The load/store portion of the pipeline has been "decoupled" to provide high data bandwidth. It has 64-bit data paths that allow two registers to be read or written every clock cycle. It also has the ability to retire instructions before completion and to restore registers in the background during execution.

To keep power consumption in check, ARM11 includes clock-gating across nearly all the registers, can disable unused logic and has the ability shut down the entire clock network when waiting for an interrupt. As a result, the ARM11 and cache controllers will dissipate less than 0.4 milliwatts per MHz from a core that is roughly 50 percent larger than previous cores, according to the Web presentation.

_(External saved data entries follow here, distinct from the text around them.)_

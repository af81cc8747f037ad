//! StateStore — redb-backed state persistence for Tether.
//!
//! Provides typed CRUD operations over feature configs, live feature
//! state, deploy labels, and the cluster-connectivity record. All values
//! are JSON-serialized into redb's `&[u8]` value columns. The store
//! supports both on-disk and in-memory backends (the latter for testing).

use std::path::Path;
use std::sync::Arc;

use redb::{Database, ReadableDatabase, ReadableTable};
use tracing::debug;

use crate::error::{StateError, StateResult};
use crate::tables::*;
use crate::types::*;

/// Convert any `Display` error into a `StateError` variant via a closure factory.
macro_rules! map_err {
    ($variant:ident) => {
        |e| StateError::$variant(e.to_string())
    };
}

/// Thread-safe state store backed by redb.
#[derive(Clone)]
pub struct StateStore {
    db: Arc<Database>,
}

impl StateStore {
    /// Open (or create) a persistent state store at the given path.
    pub fn open(path: &Path) -> StateResult<Self> {
        let db = Database::create(path).map_err(map_err!(Open))?;
        let store = Self { db: Arc::new(db) };
        store.ensure_tables()?;
        debug!(?path, "state store opened");
        Ok(store)
    }

    /// Create an ephemeral in-memory state store (for testing).
    pub fn open_in_memory() -> StateResult<Self> {
        let backend = redb::backends::InMemoryBackend::new();
        let db = Database::builder()
            .create_with_backend(backend)
            .map_err(map_err!(Open))?;
        let store = Self { db: Arc::new(db) };
        store.ensure_tables()?;
        debug!("in-memory state store opened");
        Ok(store)
    }

    /// Create all tables if they don't exist yet.
    fn ensure_tables(&self) -> StateResult<()> {
        let txn = self.db.begin_write().map_err(map_err!(Transaction))?;
        // Opening a table in a write transaction creates it if absent.
        txn.open_table(CONFIGS).map_err(map_err!(Table))?;
        txn.open_table(STATES).map_err(map_err!(Table))?;
        txn.open_table(LABELS).map_err(map_err!(Table))?;
        txn.open_table(CLUSTER).map_err(map_err!(Table))?;
        txn.commit().map_err(map_err!(Transaction))?;
        Ok(())
    }

    /// Insert a JSON-serialized value under `key`.
    fn put_raw<T: serde::Serialize>(
        &self,
        table: redb::TableDefinition<&str, &[u8]>,
        key: &str,
        value: &T,
    ) -> StateResult<()> {
        let bytes = serde_json::to_vec(value).map_err(map_err!(Serialize))?;
        let txn = self.db.begin_write().map_err(map_err!(Transaction))?;
        {
            let mut table = txn.open_table(table).map_err(map_err!(Table))?;
            table
                .insert(key, bytes.as_slice())
                .map_err(map_err!(Write))?;
        }
        txn.commit().map_err(map_err!(Transaction))?;
        Ok(())
    }

    /// Read and deserialize the value under `key`, if present.
    fn get_raw<T: serde::de::DeserializeOwned>(
        &self,
        table: redb::TableDefinition<&str, &[u8]>,
        key: &str,
    ) -> StateResult<Option<T>> {
        let txn = self.db.begin_read().map_err(map_err!(Transaction))?;
        let table = txn.open_table(table).map_err(map_err!(Table))?;
        match table.get(key).map_err(map_err!(Read))? {
            Some(guard) => {
                let value: T =
                    serde_json::from_slice(guard.value()).map_err(map_err!(Deserialize))?;
                Ok(Some(value))
            }
            None => Ok(None),
        }
    }

    // ── Feature configs ────────────────────────────────────────────

    /// Insert or update a feature's static configuration.
    pub fn put_config(&self, config: &FeatureConfig) -> StateResult<()> {
        self.put_raw(CONFIGS, &config.name, config)?;
        debug!(feature = %config.name, "feature config stored");
        Ok(())
    }

    /// Get a feature's static configuration by name.
    pub fn get_config(&self, name: &str) -> StateResult<Option<FeatureConfig>> {
        self.get_raw(CONFIGS, name)
    }

    /// List all configured features.
    pub fn list_configs(&self) -> StateResult<Vec<FeatureConfig>> {
        let txn = self.db.begin_read().map_err(map_err!(Transaction))?;
        let table = txn.open_table(CONFIGS).map_err(map_err!(Table))?;
        let mut results = Vec::new();
        for entry in table.iter().map_err(map_err!(Read))? {
            let (_, value) = entry.map_err(map_err!(Read))?;
            let config: FeatureConfig =
                serde_json::from_slice(value.value()).map_err(map_err!(Deserialize))?;
            results.push(config);
        }
        Ok(results)
    }

    // ── Live feature state ─────────────────────────────────────────

    /// Insert or update a feature's live state.
    pub fn put_state(&self, state: &FeatureState) -> StateResult<()> {
        self.put_raw(STATES, &state.name, state)
    }

    /// Get a feature's live state by name.
    pub fn get_state(&self, name: &str) -> StateResult<Option<FeatureState>> {
        self.get_raw(STATES, name)
    }

    /// List live state for all features that have any.
    pub fn list_states(&self) -> StateResult<Vec<FeatureState>> {
        let txn = self.db.begin_read().map_err(map_err!(Transaction))?;
        let table = txn.open_table(STATES).map_err(map_err!(Table))?;
        let mut results = Vec::new();
        for entry in table.iter().map_err(map_err!(Read))? {
            let (_, value) = entry.map_err(map_err!(Read))?;
            let state: FeatureState =
                serde_json::from_slice(value.value()).map_err(map_err!(Deserialize))?;
            results.push(state);
        }
        Ok(results)
    }

    // ── Deploy labels ──────────────────────────────────────────────

    /// Set or clear a feature's remote-deploy trigger flag.
    pub fn put_label(&self, name: &str, value: bool) -> StateResult<()> {
        self.put_raw(LABELS, name, &value)?;
        debug!(feature = %name, value, "deploy label written");
        Ok(())
    }

    /// Read a feature's remote-deploy trigger flag. Absent reads as unset.
    pub fn get_label(&self, name: &str) -> StateResult<bool> {
        Ok(self.get_raw(LABELS, name)?.unwrap_or(false))
    }

    // ── Cluster connectivity ───────────────────────────────────────

    /// Write the global connectivity record.
    pub fn put_connectivity(&self, record: &ClusterConnectivity) -> StateResult<()> {
        self.put_raw(CLUSTER, CLUSTER_KEY, record)?;
        debug!(connected = record.connected, "connectivity record written");
        Ok(())
    }

    /// Read the global connectivity record, if any agent has written one.
    pub fn get_connectivity(&self) -> StateResult<Option<ClusterConnectivity>> {
        self.get_raw(CLUSTER, CLUSTER_KEY)
    }
}

#[cfg(test)]
mod tests {
    use super::*;

    fn test_config(name: &str) -> FeatureConfig {
        FeatureConfig {
            name: name.to_string(),
            owner_pref: OwnerPref::Remote,
            fallback_allowed: true,
            desired_state: DesiredState::Enabled,
        }
    }

    fn test_state(name: &str) -> FeatureState {
        FeatureState {
            name: name.to_string(),
            current_owner: Owner::Local,
            remote_state: RemoteState::None,
            instance_id: name.to_string(),
            system_state: SystemState::Up,
            last_update: 1000,
            stable_version: None,
        }
    }

    // ── Config CRUD ────────────────────────────────────────────────

    #[test]
    fn config_put_and_get() {
        let store = StateStore::open_in_memory().unwrap();
        let config = test_config("gps");

        store.put_config(&config).unwrap();
        let retrieved = store.get_config("gps").unwrap();

        assert_eq!(retrieved, Some(config));
    }

    #[test]
    fn config_get_nonexistent_returns_none() {
        let store = StateStore::open_in_memory().unwrap();
        assert!(store.get_config("nope").unwrap().is_none());
    }

    #[test]
    fn config_list_all() {
        let store = StateStore::open_in_memory().unwrap();
        store.put_config(&test_config("gps")).unwrap();
        store.put_config(&test_config("telemetry")).unwrap();
        store.put_config(&test_config("camera")).unwrap();

        let all = store.list_configs().unwrap();
        assert_eq!(all.len(), 3);
    }

    #[test]
    fn config_update_in_place() {
        let store = StateStore::open_in_memory().unwrap();
        let mut config = test_config("gps");
        store.put_config(&config).unwrap();

        config.owner_pref = OwnerPref::Local;
        config.fallback_allowed = false;
        store.put_config(&config).unwrap();

        let retrieved = store.get_config("gps").unwrap().unwrap();
        assert_eq!(retrieved.owner_pref, OwnerPref::Local);
        assert!(!retrieved.fallback_allowed);
    }

    // ── Live state CRUD ────────────────────────────────────────────

    #[test]
    fn state_put_and_get() {
        let store = StateStore::open_in_memory().unwrap();
        let state = test_state("gps");

        store.put_state(&state).unwrap();
        let retrieved = store.get_state("gps").unwrap();

        assert_eq!(retrieved, Some(state));
    }

    #[test]
    fn state_overwrite_keeps_latest() {
        let store = StateStore::open_in_memory().unwrap();
        let mut state = test_state("gps");
        store.put_state(&state).unwrap();

        state.current_owner = Owner::None;
        state.instance_id.clear();
        state.system_state = SystemState::Down;
        state.last_update = 2000;
        store.put_state(&state).unwrap();

        let retrieved = store.get_state("gps").unwrap().unwrap();
        assert_eq!(retrieved.current_owner, Owner::None);
        assert!(retrieved.instance_id.is_empty());
        assert_eq!(retrieved.last_update, 2000);
    }

    #[test]
    fn state_list_all() {
        let store = StateStore::open_in_memory().unwrap();
        store.put_state(&test_state("gps")).unwrap();
        store.put_state(&test_state("telemetry")).unwrap();

        assert_eq!(store.list_states().unwrap().len(), 2);
    }

    // ── Labels ─────────────────────────────────────────────────────

    #[test]
    fn label_absent_reads_unset() {
        let store = StateStore::open_in_memory().unwrap();
        assert!(!store.get_label("gps").unwrap());
    }

    #[test]
    fn label_set_and_clear() {
        let store = StateStore::open_in_memory().unwrap();

        store.put_label("gps", true).unwrap();
        assert!(store.get_label("gps").unwrap());

        store.put_label("gps", false).unwrap();
        assert!(!store.get_label("gps").unwrap());
    }

    #[test]
    fn labels_are_per_feature() {
        let store = StateStore::open_in_memory().unwrap();
        store.put_label("gps", true).unwrap();

        assert!(store.get_label("gps").unwrap());
        assert!(!store.get_label("telemetry").unwrap());
    }

    // ── Connectivity ───────────────────────────────────────────────

    #[test]
    fn connectivity_absent_until_written() {
        let store = StateStore::open_in_memory().unwrap();
        assert!(store.get_connectivity().unwrap().is_none());
    }

    #[test]
    fn connectivity_put_and_get() {
        let store = StateStore::open_in_memory().unwrap();
        let record = ClusterConnectivity {
            connected: true,
            last_update: 1000,
        };

        store.put_connectivity(&record).unwrap();
        assert_eq!(store.get_connectivity().unwrap(), Some(record));
    }

    // ── Persistence (on-disk) ──────────────────────────────────────

    #[test]
    fn persistence_survives_reopen() {
        let dir = tempfile::tempdir().unwrap();
        let db_path = dir.path().join("test.redb");

        {
            let store = StateStore::open(&db_path).unwrap();
            store.put_config(&test_config("gps")).unwrap();
            store.put_state(&test_state("gps")).unwrap();
            store.put_label("gps", true).unwrap();
        }

        // Reopen the same database file.
        let store = StateStore::open(&db_path).unwrap();
        assert!(store.get_config("gps").unwrap().is_some());
        assert!(store.get_state("gps").unwrap().is_some());
        assert!(store.get_label("gps").unwrap());
    }

    // ── Edge cases ─────────────────────────────────────────────────

    #[test]
    fn empty_store_operations() {
        let store = StateStore::open_in_memory().unwrap();

        assert!(store.list_configs().unwrap().is_empty());
        assert!(store.list_states().unwrap().is_empty());
        assert!(store.get_state("any").unwrap().is_none());
        assert!(!store.get_label("any").unwrap());
        assert!(store.get_connectivity().unwrap().is_none());
    }
}
//! Role-scoped accessor views over the shared [`StateStore`].
//!
//! The arbiter is constructed from these views rather than the raw store,
//! keeping config reads, live-state writes, label signaling, and
//! connectivity as separate injected collaborators. Each view is a cheap
//! `Clone` over the same underlying database.

use crate::error::StateResult;
use crate::store::StateStore;
use crate::types::*;

/// Read access to per-feature static configuration.
#[derive(Clone)]
pub struct FeatureConfigs {
    store: StateStore,
}

impl FeatureConfigs {
    pub fn new(store: StateStore) -> Self {
        Self { store }
    }

    pub fn get(&self, name: &str) -> StateResult<Option<FeatureConfig>> {
        self.store.get_config(name)
    }

    pub fn put(&self, config: &FeatureConfig) -> StateResult<()> {
        self.store.put_config(config)
    }

    pub fn list(&self) -> StateResult<Vec<FeatureConfig>> {
        self.store.list_configs()
    }
}

/// Read/write access to per-feature live state.
#[derive(Clone)]
pub struct FeatureStates {
    store: StateStore,
}

impl FeatureStates {
    pub fn new(store: StateStore) -> Self {
        Self { store }
    }

    pub fn get(&self, name: &str) -> StateResult<Option<FeatureState>> {
        self.store.get_state(name)
    }

    /// Get a feature's live state, or the quiescent record if none has
    /// been written yet (live state is created implicitly on first start).
    pub fn get_or_quiescent(&self, name: &str) -> StateResult<FeatureState> {
        Ok(self
            .store
            .get_state(name)?
            .unwrap_or_else(|| FeatureState::quiescent(name)))
    }

    pub fn put(&self, state: &FeatureState) -> StateResult<()> {
        self.store.put_state(state)
    }

    pub fn list(&self) -> StateResult<Vec<FeatureState>> {
        self.store.list_states()
    }
}

/// The per-feature remote-deploy trigger consumed by the cluster scheduler.
///
/// Setting the label asks the remote scheduler to provision the feature;
/// clearing it prevents (or stops) remote provisioning. Fire-and-forget:
/// the scheduler reports its progress through the feature's live state.
#[derive(Clone)]
pub struct DeployLabels {
    store: StateStore,
}

impl DeployLabels {
    pub fn new(store: StateStore) -> Self {
        Self { store }
    }

    pub fn set(&self, name: &str) -> StateResult<()> {
        self.store.put_label(name, true)
    }

    pub fn clear(&self, name: &str) -> StateResult<()> {
        self.store.put_label(name, false)
    }

    pub fn get(&self, name: &str) -> StateResult<bool> {
        self.store.get_label(name)
    }
}

/// The global cluster-connectivity record.
///
/// Written by the cluster agent; the arbiter only reads it. A record that
/// was never written reads as disconnected — before the agent has reported,
/// the cluster is not known to be reachable.
#[derive(Clone)]
pub struct ClusterLink {
    store: StateStore,
}

impl ClusterLink {
    pub fn new(store: StateStore) -> Self {
        Self { store }
    }

    pub fn connected(&self) -> StateResult<bool> {
        Ok(self
            .store
            .get_connectivity()?
            .is_some_and(|record| record.connected))
    }

    pub fn record(&self) -> StateResult<Option<ClusterConnectivity>> {
        self.store.get_connectivity()
    }

    /// Administrative override, also used by the cluster agent itself.
    pub fn report(&self, record: &ClusterConnectivity) -> StateResult<()> {
        self.store.put_connectivity(record)
    }
}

Since its posting earlier this week, the ARM11 presentation has been removed from the ARM Web site.

For efficient processing of multimedia instructions, the processor's ALU will implement both standard 32-bit operations and SIMD operations to minimize power and gate usage. There's a three-stage multiplier that can sustain dual 16 x 16 multiply-accumulate operations per cycle while remaining synchronized with ALU operations for simpler control. Most v5TE and v6 multiplies can be issued back-to-back, each taking one cycle, according to the Web presentation.

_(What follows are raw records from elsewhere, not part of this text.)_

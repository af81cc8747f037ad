//! Optional settings file supplying the fallback pending-window override.
//!
//! The file is small and entirely optional: a missing or malformed file
//! falls back to the built-in defaults rather than failing the lifecycle
//! operation that tried to read it.

use std::path::Path;

use serde::Deserialize;
use tracing::{debug, warn};

/// Built-in pending window: how long `wait` allows a remote-scheduled
/// instance to appear before yielding for local fallback, in seconds.
pub const DEFAULT_PENDING_WINDOW_SECS: u64 = 300;

/// Tether settings, normally read from `/etc/tether/settings.toml`.
#[derive(Debug, Clone, Default, Deserialize, PartialEq)]
#[serde(default)]
pub struct Settings {
    pub fallback: FallbackSettings,
}

/// Fallback tuning.
#[derive(Debug, Clone, Deserialize, PartialEq)]
#[serde(default)]
pub struct FallbackSettings {
    /// Pending window override, in seconds.
    pub pending_window_secs: u64,
}

impl Default for FallbackSettings {
    fn default() -> Self {
        Self {
            pending_window_secs: DEFAULT_PENDING_WINDOW_SECS,
        }
    }
}

impl Settings {
    /// Load settings from `path`, falling back to defaults if the file is
    /// absent or malformed.
    pub fn load(path: &Path) -> Self {
        let content = match std::fs::read_to_string(path) {
            Ok(content) => content,
            Err(e) => {
                debug!(?path, error = %e, "no settings file, using defaults");
                return Settings::default();
            }
        };
        match toml::from_str(&content) {
            Ok(settings) => settings,
            Err(e) => {
                warn!(?path, error = %e, "malformed settings file, using defaults");
                Settings::default()
            }
        }
    }
}
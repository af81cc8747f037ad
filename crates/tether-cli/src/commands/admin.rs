//! Operator surface — status dump, config provisioning, link override.

use serde_json::json;
use tracing::info;

use tether_state::{
    ClusterConnectivity, ClusterLink, DeployLabels, FeatureConfig, FeatureConfigs, FeatureStates,
};

/// Dump everything known about a feature as pretty JSON.
pub fn status(
    configs: &FeatureConfigs,
    states: &FeatureStates,
    labels: &DeployLabels,
    cluster: &ClusterLink,
    feature: &str,
) -> anyhow::Result<i32> {
    let report = json!({
        "config": configs.get(feature)?,
        "state": states.get(feature)?,
        "label": labels.get(feature)?,
        "cluster": cluster.record()?,
    });
    println!("{}", serde_json::to_string_pretty(&report)?);
    Ok(0)
}

/// Write a feature's static configuration into the shared store.
pub fn configure(configs: &FeatureConfigs, config: &FeatureConfig) -> anyhow::Result<i32> {
    configs.put(config)?;
    info!(feature = %config.name, owner = ?config.owner_pref, "feature configured");
    Ok(0)
}

/// Show or administratively override the connectivity record.
pub fn link(cluster: &ClusterLink, set_connected: Option<bool>) -> anyhow::Result<i32> {
    match set_connected {
        Some(connected) => {
            cluster.report(&ClusterConnectivity {
                connected,
                last_update: epoch_secs(),
            })?;
            info!(connected, "connectivity record overridden");
        }
        None => match cluster.record()? {
            Some(record) => println!("{}", serde_json::to_string_pretty(&record)?),
            None => println!("no connectivity report"),
        },
    }
    Ok(0)
}

fn epoch_secs() -> u64 {
    std::time::SystemTime::now()
        .duration_since(std::time::UNIX_EPOCH)
        .unwrap_or_default()
        .as_secs()
}
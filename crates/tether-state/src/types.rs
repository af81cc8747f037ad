//! Domain types for the Tether state store.
//!
//! These types represent the persisted records the ownership arbiter works
//! against: static feature configuration, live feature state, and the
//! global cluster-connectivity record. All types are serializable to/from
//! JSON for storage in redb tables.

use serde::{Deserialize, Serialize};

/// Unique name of a managed feature.
pub type FeatureName = String;

// ── Static configuration ──────────────────────────────────────────

/// Which scheduler is configured to own a feature's instance.
#[derive(Debug, Clone, Copy, PartialEq, Eq, Serialize, Deserialize)]
#[serde(rename_all = "snake_case")]
pub enum OwnerPref {
    /// The local process supervisor runs the feature.
    Local,
    /// The remote cluster scheduler runs the feature.
    Remote,
}

/// Administrative desired state of a feature.
#[derive(Debug, Clone, Copy, PartialEq, Eq, Serialize, Deserialize)]
#[serde(rename_all = "snake_case")]
pub enum DesiredState {
    Disabled,
    Enabled,
    AlwaysEnabled,
}

impl DesiredState {
    /// Whether the feature is administratively enabled in any form.
    pub fn is_enabled(self) -> bool {
        matches!(self, DesiredState::Enabled | DesiredState::AlwaysEnabled)
    }
}

/// Static per-feature configuration.
#[derive(Debug, Clone, Serialize, Deserialize, PartialEq)]
pub struct FeatureConfig {
    pub name: FeatureName,
    /// Preferred execution owner.
    pub owner_pref: OwnerPref,
    /// Whether local execution is permitted while remote scheduling is
    /// pending or the cluster is unreachable.
    pub fallback_allowed: bool,
    /// Desired administrative state.
    pub desired_state: DesiredState,
}

// ── Live state ────────────────────────────────────────────────────

/// Which scheduler currently owns a feature's instance.
#[derive(Debug, Clone, Copy, PartialEq, Eq, Serialize, Deserialize)]
#[serde(rename_all = "snake_case")]
pub enum Owner {
    None,
    Local,
    Remote,
}

/// Progress of the remote scheduler for a feature, written back by the
/// scheduler itself once it picks up the label signal.
#[derive(Debug, Clone, Copy, PartialEq, Eq, Serialize, Deserialize)]
#[serde(rename_all = "snake_case")]
pub enum RemoteState {
    None,
    Pending,
    Ready,
    Running,
    Stopped,
}

/// Aggregate up/down status of a feature.
#[derive(Debug, Clone, Copy, PartialEq, Eq, Serialize, Deserialize)]
#[serde(rename_all = "snake_case")]
pub enum SystemState {
    Up,
    Down,
}

/// Live per-feature state.
///
/// Implicitly created on first `start`; driven to the quiescent record by
/// `stop`; never deleted by the arbiter. The remote scheduler writes
/// `remote_state` and `instance_id` concurrently; consumers re-read the
/// record rather than caching it.
#[derive(Debug, Clone, Serialize, Deserialize, PartialEq)]
pub struct FeatureState {
    pub name: FeatureName,
    pub current_owner: Owner,
    pub remote_state: RemoteState,
    /// Runtime handle of the active instance. The feature name itself when
    /// locally owned, an externally supplied id when remotely scheduled,
    /// empty when no instance is known.
    pub instance_id: String,
    pub system_state: SystemState,
    /// Unix timestamp (seconds) of the last write to this record.
    pub last_update: u64,
    /// Image version recorded for audit when a local instance is waited on.
    pub stable_version: Option<String>,
}

impl FeatureState {
    /// The quiescent record: no owner, no instance, system down.
    pub fn quiescent(name: &str) -> Self {
        Self {
            name: name.to_string(),
            current_owner: Owner::None,
            remote_state: RemoteState::None,
            instance_id: String::new(),
            system_state: SystemState::Down,
            last_update: 0,
            stable_version: None,
        }
    }
}

// ── Cluster connectivity ──────────────────────────────────────────

/// Global cluster-connectivity record, written by the cluster agent and
/// read-only to the arbiter.
#[derive(Debug, Clone, Serialize, Deserialize, PartialEq)]
pub struct ClusterConnectivity {
    pub connected: bool,
    /// Unix timestamp (seconds) of the last connectivity report.
    pub last_update: u64,
}
mod cli;
mod runner;

#[tokio::main]
async fn main() -> std::process::ExitCode {
    let cli = cli::parse_cli();
    runner::run_from_cli(cli).await
}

To address the growing importance of Java, ARM11 includes the company's Jazelle technology for executing Java byte codes. Decoding of Java byte code is divided across two pipeline stages, extending the pipeline by one stage during Java state. Both dynamic and static branch prediction are used for Java branches.

To mitigate the effect of interrupt latencies, the ARM11 takes advantage of v6 instructions to reduce time spent in exception handling, has direct attachment of a vector interrupt controller and includes a low-interrupt latency mode, according to the online presentation.

The processor is also designed to support optional floating-point operations and application-specific co-processors. ARM expects to tape out and publicly announce its first ARM11 core by the fourth quarter.